1) Is there really such a thing as a Class II case with a protrusive maxilla with a normal mandible? I was taught there was in school but when I look at the face, most often I see a retrusive maxilla with an even more retrusive mandible.
2) if the mandible is retrusive to begin with, what is the condition of the TMJ BEFORE starting treatment? Whether the condyle is centered in the fossa or not, don’t you think there would already be some sort of distortion in the joint morphology or function? Since bone has a way of remodeling in the presence of dysfunction, isn’t it possible that the pre-operative position of the condyle is the result of adaptation of both the condyle AND the fossa, including the positioning of the temporal bone in space? So, what about the joints in this study can be considered healthy to begin with?
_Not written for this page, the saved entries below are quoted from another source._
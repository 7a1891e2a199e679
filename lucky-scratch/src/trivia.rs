use crate::catalog::{base_questions, bonus_questions};
use crate::constants::MAX_QUIZ_ATTEMPTS;
use crate::error::GameError;
use crate::types::Question;
use rand::Rng;
use serde::{Deserialize, Serialize};

// Trivia gate in front of the scratch card. A wrong answer costs an attempt and redraws; running
// out still lets the visitor scratch, but the play is tagged as a failed quiz.

#[derive(Clone, Copy, Serialize, Deserialize, Debug, PartialEq, Eq)]
pub enum GateState {
    AwaitingAnswer,
    Correct,
    Exhausted,
}

#[derive(Clone, Copy, Serialize, Deserialize, Debug, PartialEq, Eq)]
pub enum AnswerOutcome {
    Correct,
    Retry { attempts_remaining: u8 },
    Exhausted,
}

#[derive(Clone, Debug, PartialEq)]
pub struct TriviaGate {
    role: String,
    question: Option<Question>,
    attempts_remaining: u8,
    state: GateState,
}

impl TriviaGate {
    pub fn start<R: Rng + ?Sized>(role: &str, rng: &mut R) -> Self {
        Self::with_attempts(role, MAX_QUIZ_ATTEMPTS, rng)
    }

    /// Gate with a custom attempt budget. At least one attempt is always granted, so a budget of
    /// zero behaves like one.
    pub fn with_attempts<R: Rng + ?Sized>(role: &str, attempts: u8, rng: &mut R) -> Self {
        Self {
            role: role.to_string(),
            question: Some(draw_question(role, rng)),
            attempts_remaining: attempts.max(1),
            state: GateState::AwaitingAnswer,
        }
    }

    pub fn state(&self) -> GateState {
        self.state
    }

    pub fn attempts_remaining(&self) -> u8 {
        self.attempts_remaining
    }

    /// The question waiting for an answer. `None` once the gate is finished.
    pub fn current_question(&self) -> Option<&Question> {
        match self.state {
            GateState::AwaitingAnswer => self.question.as_ref(),
            _ => None,
        }
    }

    pub fn is_finished(&self) -> bool {
        self.state != GateState::AwaitingAnswer
    }

    pub fn quiz_failed(&self) -> bool {
        self.state == GateState::Exhausted
    }

    pub fn answer<R: Rng + ?Sized>(
        &mut self,
        chosen_index: usize,
        rng: &mut R,
    ) -> Result<AnswerOutcome, GameError> {
        let question = self.current_question().ok_or(GameError::GateClosed)?;
        if check_answer(question, chosen_index) {
            self.state = GateState::Correct;
            return Ok(AnswerOutcome::Correct);
        }
        self.attempts_remaining = self.attempts_remaining.saturating_sub(1);
        if self.attempts_remaining == 0 {
            self.state = GateState::Exhausted;
            return Ok(AnswerOutcome::Exhausted);
        }
        self.question = Some(draw_question(&self.role, rng));
        Ok(AnswerOutcome::Retry {
            attempts_remaining: self.attempts_remaining,
        })
    }
}

/// Uniform draw over the base pool, widened with the role's bonus pool when it has one.
pub fn draw_question<R: Rng + ?Sized>(role: &str, rng: &mut R) -> Question {
    let base = base_questions();
    let bonus = bonus_questions(role);
    let idx = rng.gen_range(0..base.len() + bonus.len());
    if idx < base.len() {
        base[idx].clone()
    } else {
        bonus[idx - base.len()].clone()
    }
}

pub fn check_answer(question: &Question, chosen_index: usize) -> bool {
    question.correct_index == chosen_index
}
3) Whether healthy or pathologic, isn’t it possible that ANYTHING – be it traumatic, chronic, or therapeutic – can create a retrusive vector on the mandible pushing the condyle into the fossa? Why does it have to be limited to extractions (as was clearly demonstrated here). Any dysfunction or intervention that limits forward growth of either jaw has the potential to “distalize the mandible”. This includes headgear, Class II elastics, functional appliances that have a “headgear” effect, tongue-thrust swallows with a reciprocal distal vector of the mandible , forward head postures to keep the airway open, etc, etc.- and all this no matter whether there are extraction or no extractions applied.
The problem with extrapolating this “evidence” to practice is that even if it does indict extraction therapy, it does not tell you WHICH ONE of your extraction (or headgear or retraction) cases will actually distalize and show joint position changes (as shown in this paper). So the question is not CAN it distalize, but WILL THIS PATIENT in front of me distalize. And since you can never tell, then…
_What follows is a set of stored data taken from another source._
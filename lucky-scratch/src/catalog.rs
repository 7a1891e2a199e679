use crate::constants::{BONUS_ROLE_TAG, DEFAULT_ROLE_EMOJI};
use crate::types::Question;
use rand::seq::SliceRandom;
use rand::Rng;
use std::sync::OnceLock;

// Built-in content: trivia pools, the role emoji table and role greetings. Kept separate so
// copy edits stay isolated from the game flow.

const ROLE_EMOJI: &[(&str, &str)] = &[
    ("developer", "🧑‍💻"),
    ("dev", "🧑‍💻"),
    ("hr", "👩‍💼"),
    ("devops", "🔧"),
    ("designer", "🎨"),
    ("pm", "📋"),
    ("ceo", "👔"),
    ("tester", "🐛"),
    ("qa", "🐛"),
    ("ba", "📊"),
    ("sales", "💼"),
    ("bod", "👑"),
];

const GREETINGS: &[(&str, &[&str])] = &[
    (
        "developer",
        &[
            "May your deploys ship bug-free and your merges never conflict! 🚀",
            "New year, green builds, long deadlines and vanishing bugs! 💻",
            "May every git push land on the first try, no force push needed! 🎯",
        ],
    ),
    (
        "hr",
        &[
            "May every hire be a great fit and every week drama-free! 🎯",
            "New year, candidates lining up and a happy team! 🧧",
            "May your KPIs beat target and every team be fully staffed! 💪",
        ],
    ),
    (
        "devops",
        &[
            "May production never catch fire at 2am this year! 🔥",
            "Four nines of uptime, silent alerts and good sleep! 😴",
            "Green servers, automatic deploys and no rollbacks! 🟢",
        ],
    ),
    (
        "designer",
        &[
            "Pixel perfect work, approved on the first round! 🎨",
            "Bursting creativity and a Figma that never lags! ✨",
            "May nobody ask you to make the logo bigger this year! 😂",
        ],
    ),
    (
        "pm",
        &[
            "No scope creep and every timeline on schedule! 📊",
            "Happy stakeholders and short meetings all year! 🎯",
            "Every sprint hits velocity and every retro is a party! 🏃",
        ],
    ),
    (
        "ceo",
        &[
            "Double the revenue and a cheerful team! 📈",
            "Plenty of funding and a vision come true! 🚀",
            "A smooth IPO and a call from Forbes! 💰",
        ],
    ),
    (
        "tester",
        &[
            "Find bugs fast and may the fixes land even faster! 🐛",
            "Every test case passes and regressions drop to zero! ✅",
            "Smooth automation and goodbye to manual runs! 🤖",
        ],
    ),
];

const DEFAULT_GREETINGS: &[&str] = &[
    "Wishing you fortune, prosperity and everything you hope for! 🧧",
    "A year of luck, wealth and smooth work! 💰",
    "Happy New Year! Good health and money flowing in like water! 🎉",
];

/// Case-insensitive role match: the normalized role and a table key match when either contains
/// the other. The longest matching key wins, table order decides ties. A blank role matches
/// nothing.
pub fn match_role_key<'a, I>(role: &str, keys: I) -> Option<&'a str>
where
    I: IntoIterator<Item = &'a str>,
{
    let normalized = role.trim().to_lowercase();
    if normalized.is_empty() {
        return None;
    }
    keys.into_iter()
        .filter(|key| normalized.contains(key) || key.contains(normalized.as_str()))
        .fold(None, |best: Option<&'a str>, key| match best {
            Some(current) if current.len() >= key.len() => Some(current),
            _ => Some(key),
        })
}

pub fn emoji_for_role(role: &str) -> &'static str {
    match_role_key(role, ROLE_EMOJI.iter().map(|(key, _)| *key))
        .and_then(|key| ROLE_EMOJI.iter().find(|(k, _)| *k == key))
        .map(|(_, emoji)| *emoji)
        .unwrap_or(DEFAULT_ROLE_EMOJI)
}

pub fn greeting_for_role<R: Rng + ?Sized>(role: &str, rng: &mut R) -> &'static str {
    let group = match_role_key(role, GREETINGS.iter().map(|(key, _)| *key))
        .and_then(|key| GREETINGS.iter().find(|(k, _)| *k == key))
        .map(|(_, lines)| *lines)
        .unwrap_or(DEFAULT_GREETINGS);
    group.choose(rng).copied().unwrap_or(DEFAULT_GREETINGS[0])
}

fn question(prompt: &str, options: &[&str], correct_index: usize, explanation: &str) -> Question {
    Question {
        prompt: prompt.to_string(),
        options: options.iter().map(|o| o.to_string()).collect(),
        correct_index,
        explanation: Some(explanation.to_string()),
    }
}

fn build_base_pool() -> Vec<Question> {
    vec![
        question(
            "Why are red and gold the traditional Tết colours?",
            &["They stand for luck and prosperity", "They are easy to see", "Nobody knows", "Shops sell them"],
            0,
            "Red brings luck, gold brings prosperity.",
        ),
        question(
            "What is lucky money traditionally kept in?",
            &["A red envelope", "A plastic bag", "A paper box", "Any of these"],
            0,
            "The red envelope is the most traditional.",
        ),
        question(
            "When do adults usually give lucky money to children?",
            &["New Year's Eve", "The first morning", "The whole first week", "All of the above"],
            3,
            "Lucky money can be given throughout the first week of the new year.",
        ),
        question(
            "Which amounts are considered luckiest?",
            &["Even numbers", "Odd numbers", "Ending in 8 or 9", "It does not matter"],
            2,
            "8 stands for fortune and 9 for longevity.",
        ),
        question(
            "How many kinds of fruit go on the five-fruit tray?",
            &["3", "5", "7", "Depends on the family"],
            1,
            "Five fruits for the five blessings.",
        ),
        question(
            "Which leaves wrap bánh chưng?",
            &["Banana leaves", "Dong leaves", "Bamboo leaves", "Lotus leaves"],
            1,
            "Dong leaves give the cake its green colour.",
        ),
        question(
            "Which day officially starts Tết?",
            &["The 30th of the last month", "The 1st of the first month", "New Year's Eve", "All of the above"],
            1,
            "Tết officially begins on the first day of the first lunar month.",
        ),
    ]
}

fn build_bonus_pool() -> Vec<Question> {
    vec![
        question(
            "Which HTTP status code means \"Not Found\"?",
            &["200", "301", "404", "500"],
            2,
            "404 is returned when the resource does not exist.",
        ),
        question(
            "Which git command creates a new commit that undoes an earlier one?",
            &["git reset", "git revert", "git stash", "git checkout"],
            1,
            "git revert records the inverse change as a new commit.",
        ),
        question(
            "What does the \"S\" in SOLID stand for?",
            &["Single responsibility", "Strong typing", "Static dispatch", "Separation of data"],
            0,
            "A module should have one reason to change.",
        ),
    ]
}

pub fn base_questions() -> &'static [Question] {
    static POOL: OnceLock<Vec<Question>> = OnceLock::new();
    POOL.get_or_init(build_base_pool)
}

/// Extra questions for roles matching the bonus tag; empty for everyone else.
pub fn bonus_questions(role: &str) -> &'static [Question] {
    static POOL: OnceLock<Vec<Question>> = OnceLock::new();
    if match_role_key(role, [BONUS_ROLE_TAG]).is_some() {
        POOL.get_or_init(build_bonus_pool)
    } else {
        &[]
    }
}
4) Isn’t it prudent to avoid ANY therapy that has the potential to put undue stress on the TM complex? And isn’t it advisable to do anything that will alleviate any current stressors on the TM complex that already exists by helping one or both of the jaws grow forward? In fact, shouldn’t it be medically necessary to help relieve the dysfunction first?
I wish we (our profession) would stop playing this charade of “We do no harm” (to the joints, to the face, to the airway) and start playing “Let’s do some GOOD” (for the joints, for the face, and for the airway).
Hi Barry,
Reasoning is not part of orthodontics anymore.
You should have joined ICCMO if you have not yet.